§ **Stored data entries**:
use std::fs;

use camino::Utf8PathBuf;

use pathwaydb::annotation::StoreStats;
use pathwaydb::domain::{DatasetKey, DatasetKind};
use pathwaydb::store::{self, Manifest, Store};

fn manifest(key: &DatasetKey, path: &Utf8PathBuf) -> Manifest {
    Manifest {
        key: key.to_string(),
        kind: key.kind(),
        downloaded_at: "2024-06-01T08:00:00+00:00".to_string(),
        tool: store::tool_name(),
        resolved_path: path.to_string(),
        stats: StoreStats {
            total: 3,
            unique_genes: 2,
            unique_annotations: 3,
            missing_names: 0,
            groups: [("hsa".to_string(), 3)].into_iter().collect(),
        },
    }
}

fn temp_store() -> (tempfile::TempDir, Store) {
    let temp = tempfile::tempdir().unwrap();
    let root = Utf8PathBuf::from_path_buf(temp.path().to_path_buf()).unwrap();
    let store = Store::new_with_paths(root.join(".pathwaydb"), root.join("cache"));
    (temp, store)
}

#[test]
fn layout_paths() {
    let (_temp, store) = temp_store();
    let key: DatasetKey = "msigdb:mouse:C2".parse().unwrap();
    assert!(store.project_store_path(&key).ends_with(".pathwaydb/msigdb_mouse_c2.db"));
    assert!(
        store
            .project_manifest_path(&key)
            .ends_with(".pathwaydb/msigdb_mouse_c2.manifest.json")
    );
    assert!(store.cache_stores_dir().starts_with(store.cache_root()));
    assert!(store.responses_dir().starts_with(store.cache_root()));
}

#[test]
fn manifests_round_trip_and_list_sorted() {
    let (_temp, store) = temp_store();
    let go: DatasetKey = "go:human".parse().unwrap();
    let kegg: DatasetKey = "kegg:hsa".parse().unwrap();
    for key in [&kegg, &go] {
        let path = store.project_store_path(key);
        Store::write_manifest(&store.project_manifest_path(key), &manifest(key, &path)).unwrap();
    }
    fs::write(store.project_root().join("notes.txt").as_std_path(), "x").unwrap();

    let read = Store::read_manifest(&store.project_manifest_path(&go))
        .unwrap()
        .unwrap();
    assert_eq!(read.kind, DatasetKind::Go);
    assert_eq!(read.stats.groups.get("hsa"), Some(&3));

    let keys = Store::list_manifests(store.project_root())
        .unwrap()
        .into_iter()
        .map(|manifest| manifest.key)
        .collect::<Vec<_>>();
    assert_eq!(keys, vec!["go:human", "kegg:hsa"]);
}

#[test]
fn unreadable_manifest_is_ignored() {
    let (_temp, store) = temp_store();
    let key: DatasetKey = "go:human".parse().unwrap();
    let path = store.project_manifest_path(&key);
    Store::write_bytes_atomic(&path, b"{ truncated").unwrap();

    assert!(Store::read_manifest(&path).unwrap().is_none());
    assert!(Store::list_manifests(store.project_root()).unwrap().is_empty());
    assert!(
        Store::read_manifest(&store.project_manifest_path(&"kegg:hsa".parse().unwrap()))
            .unwrap()
            .is_none()
    );
}

#[test]
fn copy_replaces_destination_and_clear_removes_project() {
    let (temp, store) = temp_store();
    let source = Utf8PathBuf::from_path_buf(temp.path().join("source.db")).unwrap();
    fs::write(source.as_std_path(), b"new contents").unwrap();

    let dest = store.project_store_path(&"kegg:hsa".parse().unwrap());
    Store::write_bytes_atomic(&dest, b"old").unwrap();
    Store::copy_file_atomic(&source, &dest).unwrap();
    assert_eq!(fs::read(dest.as_std_path()).unwrap(), b"new contents");

    store.clear_project().unwrap();
    assert!(!store.project_root().as_std_path().exists());
    store.clear_project().unwrap();
}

§ **TASK PROMPT**:
Please return all of the records exactly.

§ **RESULT BELOW**:
use std::fs;

use camino::Utf8PathBuf;

use pathwaydb::annotation::StoreStats;
use pathwaydb::domain::{DatasetKey, DatasetKind};
use pathwaydb::store::{self, Manifest, Store};

fn manifest(key: &DatasetKey, path: &Utf8PathBuf) -> Manifest {
    Manifest {
        key: key.to_string(),
        kind: key.kind(),
        downloaded_at: "2024-06-01T08:00:00+00:00".to_string(),
        tool: store::tool_name(),
        resolved_path: path.to_string(),
        stats: StoreStats {
            total: 3,
            unique_genes: 2,
            unique_annotations: 3,
            missing_names: 0,
            groups: [("hsa".to_string(), 3)].into_iter().collect(),
        },
    }
}

fn temp_store() -> (tempfile::TempDir, Store) {
    let temp = tempfile::tempdir().unwrap();
    let root = Utf8PathBuf::from_path_buf(temp.path().to_path_buf()).unwrap();
    let store = Store::new_with_paths(root.join(".pathwaydb"), root.join("cache"));
    (temp, store)
}

#[test]
fn layout_paths() {
    let (_temp, store) = temp_store();
    let key: DatasetKey = "msigdb:mouse:C2".parse().unwrap();
    assert!(store.project_store_path(&key).ends_with(".pathwaydb/msigdb_mouse_c2.db"));
    assert!(
        store
            .project_manifest_path(&key)
            .ends_with(".pathwaydb/msigdb_mouse_c2.manifest.json")
    );
    assert!(store.cache_stores_dir().starts_with(store.cache_root()));
    assert!(store.responses_dir().starts_with(store.cache_root()));
}

#[test]
fn manifests_round_trip_and_list_sorted() {
    let (_temp, store) = temp_store();
    let go: DatasetKey = "go:human".parse().unwrap();
    let kegg: DatasetKey = "kegg:hsa".parse().unwrap();
    for key in [&kegg, &go] {
        let path = store.project_store_path(key);
        Store::write_manifest(&store.project_manifest_path(key), &manifest(key, &path)).unwrap();
    }
    fs::write(store.project_root().join("notes.txt").as_std_path(), "x").unwrap();

    let read = Store::read_manifest(&store.project_manifest_path(&go))
        .unwrap()
        .unwrap();
    assert_eq!(read.kind, DatasetKind::Go);
    assert_eq!(read.stats.groups.get("hsa"), Some(&3));

    let keys = Store::list_manifests(store.project_root())
        .unwrap()
        .into_iter()
        .map(|manifest| manifest.key)
        .collect::<Vec<_>>();
    assert_eq!(keys, vec!["go:human", "kegg:hsa"]);
}

#[test]
fn unreadable_manifest_is_ignored() {
    let (_temp, store) = temp_store();
    let key: DatasetKey = "go:human".parse().unwrap();
    let path = store.project_manifest_path(&key);
    Store::write_bytes_atomic(&path, b"{ truncated").unwrap();

    assert!(Store::read_manifest(&path).unwrap().is_none());
    assert!(Store::list_manifests(store.project_root()).unwrap().is_empty());
    assert!(
        Store::read_manifest(&store.project_manifest_path(&"kegg:hsa".parse().unwrap()))
            .unwrap()
            .is_none()
    );
}

#[test]
fn copy_replaces_destination_and_clear_removes_project() {
    let (temp, store) = temp_store();
    let source = Utf8PathBuf::from_path_buf(temp.path().join("source.db")).unwrap();
    fs::write(source.as_std_path(), b"new contents").unwrap();

    let dest = store.project_store_path(&"kegg:hsa".parse().unwrap());
    Store::write_bytes_atomic(&dest, b"old").unwrap();
    Store::copy_file_atomic(&source, &dest).unwrap();
    assert_eq!(fs::read(dest.as_std_path()).unwrap(), b"new contents");

    store.clear_project().unwrap();
    assert!(!store.project_root().as_std_path().exists());
    store.clear_project().unwrap();
}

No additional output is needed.